8. Le respect mutuel comme facteur de changement

Et eux aussi sauront comment nous honorer, si nous savons honorer le yichouv qui grandit pour toutes ses forces remarquables. Il y a là un enseignement : si tu veux amener quelqu’un à faire techouva, ne lui dis pas : “moi je suis bon et toi tu es méchant, je vais t’expliquer comment devenir comme moi”, mais dis-lui au contraire : “tu es bon, et moi je suis méchant et j’ai à apprendre de toi. Je reconnais et j’apprécie les capacités que tu as”. Cela ne veut pas dire que nous soyons d’accord avec tout ce que font les hilonim, mais si je leur parle ainsi ils me respecteront, comme il est écrit : “Il ramènera le cœur des pères vers les fils, et – de ce fait – le cœur des fils vers leurs pères” [Malachie 3, 23]. Il est dit également : “Qui est respecté ? Celui qui respecte les autres » [Traité des Pères 4, 1] – celui qui a de l’estime pour les autres.

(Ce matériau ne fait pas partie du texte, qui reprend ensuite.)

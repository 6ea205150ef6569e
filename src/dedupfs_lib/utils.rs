use crate::dedupfs_lib::errors::Result;
use crate::dedupfs_lib::{BAK_KEY_PREFIX, DATA_KEY_PREFIX, SEQNO_KEY_PREFIX};
use chrono::Utc;
use flate2::read::ZlibDecoder;
use flate2::write::ZlibEncoder;
use flate2::Compression;
use lazy_static::lazy_static;
use sha2::{Digest, Sha256};
use std::io::{Read, Write};
use std::path::PathBuf;

lazy_static! {
    /// Default directory for metadata and block caches, `~/.s3ql`.
    pub static ref DEFAULT_CACHEDIR: PathBuf = dirs::home_dir()
        .unwrap_or_else(|| PathBuf::from("."))
        .join(".s3ql");
}

pub fn init_logs() {
    env_logger::Builder::from_default_env()
        .format_timestamp_millis()
        .try_init()
        .ok();
}

/// Current time as REAL seconds since the epoch.
pub fn now_ts() -> f64 {
    let now = Utc::now();
    now.timestamp() as f64 + f64::from(now.timestamp_subsec_micros()) / 1e6
}

pub fn sha256_bytes(data: &[u8]) -> Vec<u8> {
    Sha256::digest(data).to_vec()
}

pub fn compress(data: &[u8]) -> Result<Vec<u8>> {
    let mut enc = ZlibEncoder::new(Vec::new(), Compression::default());
    enc.write_all(data)?;
    Ok(enc.finish()?)
}

pub fn decompress(data: &[u8]) -> Result<Vec<u8>> {
    let mut out = Vec::new();
    ZlibDecoder::new(data).read_to_end(&mut out)?;
    Ok(out)
}

pub fn data_key(obj_id: i64) -> String {
    format!("{}{}", DATA_KEY_PREFIX, obj_id)
}

pub fn seq_no_key(seq_no: u64) -> String {
    format!("{}{}", SEQNO_KEY_PREFIX, seq_no)
}

pub fn bak_key(generation: u32) -> String {
    format!("{}{}", BAK_KEY_PREFIX, generation)
}

/// Map a storage URL to a path-safe cache file stem.
pub fn escape_storage_url(url: &str) -> String {
    url.chars()
        .map(|c| if c.is_ascii_alphanumeric() || c == '.' || c == '-' { c } else { '_' })
        .collect()
}

#[cfg(test)]
mod tests {
    use super::*;

    #[test]
    fn compress_round_trip() -> Result<()> {
        let data = b"hello hello hello hello".repeat(100);
        let packed = compress(&data)?;
        assert!(packed.len() < data.len());
        assert_eq!(decompress(&packed)?, data);
        Ok(())
    }

    #[test]
    fn hash_is_sha256() {
        // sha256("") well-known value
        assert_eq!(
            hex::encode(sha256_bytes(b"")),
            "e3b0c44298fc1c149afbf4c8996fb92427ae41e4649b934ca495991b7852b855"
        );
    }

    #[test]
    fn key_builders() {
        assert_eq!(data_key(42), "s3ql_data_42");
        assert_eq!(seq_no_key(7), "s3ql_seq_no_7");
        assert_eq!(bak_key(0), "s3ql_metadata_bak_0");
    }

    #[test]
    fn url_escaping() {
        assert_eq!(escape_storage_url("local:///var/store"), "local____var_store");
    }
}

Ceci fait partie de la mitsva de la réprimande. Cette mitsva obéit à une logique rigoureuse. Il faut dire : « Vois, tu as en toi de grandes capacités, elles sont le fondement de ta personnalité. Elles donnent lieu aussi à toutes sortes d’effets secondaires, mais à la base, tu as un grand potentiel”.

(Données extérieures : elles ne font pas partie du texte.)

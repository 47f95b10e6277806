//! Durable storage: the NDJSON append log and the compacted JSON snapshot.
//!
//! Each batch owns two files in the output directory:
//!
//! - `details_<batch>.ndjson` - append log, one record per line, completion order
//! - `details_<batch>.json` - consolidated snapshot, unique by `url`

pub mod append_log;
pub mod snapshot;

use std::path::{Path, PathBuf};

pub use append_log::{AppendOutcome, PersistenceLog};
pub use snapshot::{compact, load_snapshot, CompactionReport};

const APPEND_LOG_SUFFIX: &str = ".ndjson";
const SNAPSHOT_SUFFIX: &str = ".json";

/// File locations of one batch.
#[derive(Debug, Clone, PartialEq, Eq)]
pub struct BatchPaths {
    pub append_log: PathBuf,
    pub snapshot: PathBuf,
}

impl BatchPaths {
    /// Paths for a batch key inside an output directory.
    pub fn new(output_dir: impl AsRef<Path>, batch: &str) -> Self {
        let dir = output_dir.as_ref();
        Self {
            append_log: dir.join(format!("details_{batch}{APPEND_LOG_SUFFIX}")),
            snapshot: dir.join(format!("details_{batch}{SNAPSHOT_SUFFIX}")),
        }
    }
}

Les hommes de la Génération sauront aussi comment être attirés, avec toute la chaleur d’un cœur plein d’amour et d’intelligence précieuse, … Cette génération est pleine de chaleur, d’enthousiasme et d’énergie. Elle est ‘pleine d’amour’, elle aime aimer, et elle est aussi pleine d’idées : elle est contestataire, elle aime les choses intelligentes. On ne peut pas lui dire d’autorité : “C’est comme cela !”. Le problème est que toute cette chaleur, tout cet amour et toute cette intelligence sont gaspillés pour des sottises et des futilités …au son de toute parole jaillie du puits d’eau vive,“je ne viens pas effacer ton monde, mais le faire continuer vers ce à quoi il est vraiment destiné” dit la Génération, du trésor de l’âme de l’Assemblée d’Israël aspire, par sa résurrection, donner vie à l’humanité entière – toutes les forces de vie. “Maison de Jacob, allons et marchons à la lumière de l’Éternel”  [Isaïe 2, 5].

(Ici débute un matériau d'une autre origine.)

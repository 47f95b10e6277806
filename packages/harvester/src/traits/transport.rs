//! Transport trait: the single network call the fetch unit retries around.

use async_trait::async_trait;

use crate::error::TransportError;

/// Status and body of one HTTP response.
#[derive(Debug, Clone, PartialEq, Eq)]
pub struct RawResponse {
    pub status: u16,
    pub body: String,
}

impl RawResponse {
    pub fn new(status: u16, body: impl Into<String>) -> Self {
        Self {
            status,
            body: body.into(),
        }
    }

    /// 200 with the given body.
    pub fn ok(body: impl Into<String>) -> Self {
        Self::new(200, body)
    }
}

/// Issues exactly one GET per call.
///
/// Implementations must not retry internally; the retry policy lives in
/// [`crate::fetch::Fetcher`]. Each worker owns its own transport.
#[async_trait]
pub trait Transport: Send + Sync {
    /// Fetch a URL, reading the full body.
    ///
    /// Non-200 statuses are returned as `Ok`; only network-level failures
    /// (timeouts, connection resets, body read errors) are `Err`.
    async fn get(&self, url: &str) -> Result<RawResponse, TransportError>;
}

/// Transport backed by a worker-owned `reqwest::Client`.
pub struct ReqwestTransport {
    client: reqwest::Client,
}

impl ReqwestTransport {
    pub fn new(client: reqwest::Client) -> Self {
        Self { client }
    }
}

#[async_trait]
impl Transport for ReqwestTransport {
    async fn get(&self, url: &str) -> Result<RawResponse, TransportError> {
        let response = self
            .client
            .get(url)
            .send()
            .await
            .map_err(|e| TransportError::from_reqwest(url, e))?;

        let status = response.status().as_u16();

        // Body is read even for errors so the connection goes back to the pool.
        let body = response
            .text()
            .await
            .map_err(|e| TransportError::from_reqwest(url, e))?;

        Ok(RawResponse { status, body })
    }
}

Le mouvement ‘Bilou’ a été nommé d’après les initiales de la première moitié de ce verset [‘Maison de Jacob, allons et marchons’ = ‘Beit Iaakov Lekou Vénelkha’ = B.I.L.U.]. Le Rav Sholom Dovber, le cinquième Admor de Loubavitch, qui s’est violemment opposé au sionisme, dit au début du retour à Sion que les Bilous étaient des hérétiques et des êtres corrompus. Il dit aussi, et c’est le résumé de sa thèse, que si le nom du mouvement avait été ‘Biloubi’, en y incluant la deuxième partie du verset [‘à la lumière de l’Éternel’ = ‘Béor Hachem’ = B.I.], il y aurait associé sa hassidout.  Quant à notre maître le Rav Kook, il dit : “Je ferai en sorte que ce soit ‘à la Lumière de l’Éternel’ !”. C’est ce qu’il écrit à de nombreux endroits dans ‘Orot’ les tsadikim doivent faire en sorte que la Délivrance ait lieu ‘à la Lumière de l’Éternel’. Cette remise en ordre commence par la prise de conscience de l’immense valeur de : “Maison de Jacob, allons et marchons”, de son caractère merveilleux à l’époque et aujourd’hui, et du caractère merveilleux de tout ce qui en a découlé : la création de l’État, etc.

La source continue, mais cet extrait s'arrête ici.